Public transport authority in Metropolis GZM, Poland

Metropolitan Transport Authority (Polish: Zarząd Transportu Metropolitalnego, ZTM) is a municipal unit of Metropolis GZM, established on 22 November 2017 to organize, manage, and supervise local public transport across the cities of the metropolitan union, municipalities with signed agreements, and neighboring municipalities (a total of 57 cities and municipalities).
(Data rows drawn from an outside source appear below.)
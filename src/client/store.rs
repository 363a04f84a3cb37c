use std::{
    future::Future,
    sync::{Arc, RwLock},
};

use tokio::task::JoinHandle;

use crate::{libs::gen_id, model::Record};

use super::ClientError;

/// 前端持有的一份记录列表。
///
/// 乐观更新先改本地数据，再在后台调用接口，失败时恢复成修改前的值。
/// 同一条记录的多个并发修改之间不保证顺序。
#[derive(Debug)]
pub struct LocalStore<T: Record> {
    rows: Arc<RwLock<Vec<T>>>,
}

impl<T: Record> Clone for LocalStore<T> {
    fn clone(&self) -> Self {
        Self {
            rows: self.rows.clone(),
        }
    }
}

impl<T: Record> Default for LocalStore<T> {
    fn default() -> Self {
        Self {
            rows: Arc::new(RwLock::new(Vec::new())),
        }
    }
}

impl<T: Record> LocalStore<T> {
    pub fn new(rows: Vec<T>) -> Self {
        Self {
            rows: Arc::new(RwLock::new(rows)),
        }
    }

    pub fn rows(&self) -> Vec<T> {
        self.rows.read().unwrap_or_else(|e| e.into_inner()).clone()
    }

    pub fn len(&self) -> usize {
        self.rows.read().unwrap_or_else(|e| e.into_inner()).len()
    }

    pub fn is_empty(&self) -> bool {
        self.len() == 0
    }

    pub fn get(&self, id: &str) -> Option<T> {
        self.rows
            .read()
            .unwrap_or_else(|e| e.into_inner())
            .iter()
            .find(|r| r.id() == id)
            .cloned()
    }

    /// 用拉取到的数据整体替换
    pub fn replace_all(&self, rows: Vec<T>) {
        *self.rows.write().unwrap_or_else(|e| e.into_inner()) = rows;
    }

    fn with_rows<R>(&self, f: impl FnOnce(&mut Vec<T>) -> R) -> R {
        f(&mut self.rows.write().unwrap_or_else(|e| e.into_inner()))
    }

    /// 先以临时编号插入，接口返回后换成服务端保存的记录
    pub fn optimistic_insert<F>(&self, mut record: T, remote: F) -> JoinHandle<Result<T, ClientError>>
    where
        F: Future<Output = Result<T, ClientError>> + Send + 'static,
    {
        let temp_id = self.with_rows(|rows| {
            let id = gen_id("tmp", |id| rows.iter().any(|r| r.id() == id));
            record.set_id(id.clone());
            rows.push(record);
            id
        });
        let store = self.clone();
        tokio::spawn(async move {
            let result = remote.await;
            store.with_rows(|rows| {
                let pos = rows.iter().position(|r| r.id() == temp_id);
                match (&result, pos) {
                    (Ok(saved), Some(pos)) => rows[pos] = saved.clone(),
                    (Ok(saved), None) => rows.push(saved.clone()),
                    (Err(_), Some(pos)) => {
                        rows.remove(pos);
                    }
                    (Err(_), None) => {}
                }
            });
            if let Err(e) = &result {
                tracing::warn!("新增{}失败，已撤销: {e}", T::NAME);
            }
            result
        })
    }

    pub fn optimistic_update<F>(&self, record: T, remote: F) -> JoinHandle<Result<T, ClientError>>
    where
        F: Future<Output = Result<T, ClientError>> + Send + 'static,
    {
        let id = record.id().to_owned();
        let previous = self.with_rows(|rows| match rows.iter_mut().find(|r| r.id() == id) {
            Some(slot) => Some(std::mem::replace(slot, record)),
            None => {
                rows.push(record);
                None
            }
        });
        let store = self.clone();
        tokio::spawn(async move {
            let result = remote.await;
            store.with_rows(|rows| {
                let pos = rows.iter().position(|r| r.id() == id);
                match (&result, pos, previous) {
                    (Ok(saved), Some(pos), _) => rows[pos] = saved.clone(),
                    (Ok(saved), None, _) => rows.push(saved.clone()),
                    (Err(_), Some(pos), Some(old)) => rows[pos] = old,
                    (Err(_), Some(pos), None) => {
                        rows.remove(pos);
                    }
                    (Err(_), None, Some(old)) => rows.push(old),
                    (Err(_), None, None) => {}
                }
            });
            if let Err(e) = &result {
                tracing::warn!("修改{} {id} 失败，已恢复: {e}", T::NAME);
            }
            result
        })
    }

    pub fn optimistic_remove<F>(&self, id: &str, remote: F) -> JoinHandle<Result<(), ClientError>>
    where
        F: Future<Output = Result<(), ClientError>> + Send + 'static,
    {
        let id = id.to_owned();
        let removed = self.with_rows(|rows| {
            rows.iter()
                .position(|r| r.id() == id)
                .map(|pos| (pos, rows.remove(pos)))
        });
        let store = self.clone();
        tokio::spawn(async move {
            let result = remote.await;
            if let Err(e) = &result {
                if let Some((pos, old)) = removed {
                    store.with_rows(|rows| rows.insert(pos.min(rows.len()), old));
                }
                tracing::warn!("删除{} {id} 失败，已恢复: {e}", T::NAME);
            }
            result
        })
    }
}

#[cfg(test)]
mod tests {
    use super::*;
    use crate::model::{Order, OrderStatus};
    use tokio::sync::oneshot;

    fn order(id: &str, amount: f64) -> Order {
        Order {
            id: id.into(),
            customer: "Luis".into(),
            address: "Calle 1".into(),
            status: OrderStatus::Pending,
            amount,
            detail: String::new(),
            date: crate::libs::dser::parse_timestamp("2024-01-15").unwrap(),
        }
    }

    #[tokio::test]
    async fn insert_shows_immediately_and_takes_server_copy() {
        let store = LocalStore::default();
        let (tx, rx) = oneshot::channel::<Result<Order, ClientError>>();
        let handle = store.optimistic_insert(order("", 10.0), async move {
            rx.await.unwrap_or(Err(ClientError::Timeout))
        });
        assert_eq!(store.len(), 1);
        assert!(store.rows()[0].id.starts_with("tmp-"));

        tx.send(Ok(order("O-000001", 10.0))).unwrap();
        handle.await.unwrap().unwrap();
        assert_eq!(store.rows(), vec![order("O-000001", 10.0)]);
    }

    #[tokio::test]
    async fn failed_insert_is_rolled_back() {
        let store = LocalStore::new(vec![order("O-1", 1.0)]);
        let handle = store.optimistic_insert(order("", 10.0), async {
            Err(ClientError::Rejected("权限不足".into()))
        });
        assert!(handle.await.unwrap().is_err());
        assert_eq!(store.rows(), vec![order("O-1", 1.0)]);
    }

    #[tokio::test]
    async fn failed_update_restores_previous() {
        let store = LocalStore::new(vec![order("O-1", 1.0), order("O-2", 2.0)]);
        let (tx, rx) = oneshot::channel::<Result<Order, ClientError>>();
        let handle = store.optimistic_update(order("O-2", 99.0), async move {
            rx.await.unwrap_or(Err(ClientError::Timeout))
        });
        assert_eq!(store.get("O-2").unwrap().amount, 99.0);

        tx.send(Err(ClientError::Timeout)).unwrap();
        assert!(handle.await.unwrap().is_err());
        assert_eq!(store.get("O-2").unwrap().amount, 2.0);
    }

    #[tokio::test]
    async fn failed_remove_puts_record_back_in_place() {
        let store = LocalStore::new(vec![order("O-1", 1.0), order("O-2", 2.0), order("O-3", 3.0)]);
        let (tx, rx) = oneshot::channel::<Result<(), ClientError>>();
        let handle = store.optimistic_remove("O-2", async move {
            rx.await.unwrap_or(Err(ClientError::Timeout))
        });
        assert!(store.get("O-2").is_none());

        tx.send(Err(ClientError::Http("500".into()))).unwrap();
        assert!(handle.await.unwrap().is_err());
        let ids: Vec<String> = store.rows().into_iter().map(|o| o.id).collect();
        assert_eq!(ids, ["O-1", "O-2", "O-3"]);
    }

    #[tokio::test]
    async fn successful_remove_stays_removed() {
        let store = LocalStore::new(vec![order("O-1", 1.0)]);
        store.optimistic_remove("O-1", async { Ok(()) }).await.unwrap().unwrap();
        assert!(store.is_empty());
    }

    #[test]
    fn replace_all_is_shared_between_clones() {
        let store = LocalStore::default();
        let view = store.clone();
        store.replace_all(vec![order("O-1", 1.0), order("O-2", 2.0)]);
        assert_eq!(view.len(), 2);
        assert_eq!(view.get("O-2").unwrap().amount, 2.0);
    }
}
It is the largest public transport authority in Poland by area.

== History ==
Metropolitan Transport Authority was established on 22 November 2017 by the GZM Assembly through resolution No. III/16/2017. On the same day, resolution No. III/17/2017 granted it a statute. On 1 January 2019, Metropolitan Transport Authority assumed the responsibilities of the previous transport authorities in the region: Municipal Transport Union of the Upper Silesian Industrial District, Intermunicipal Passenger Transport Union in Tarnowskie Góry, and Municipal Transport Authority in Tychy.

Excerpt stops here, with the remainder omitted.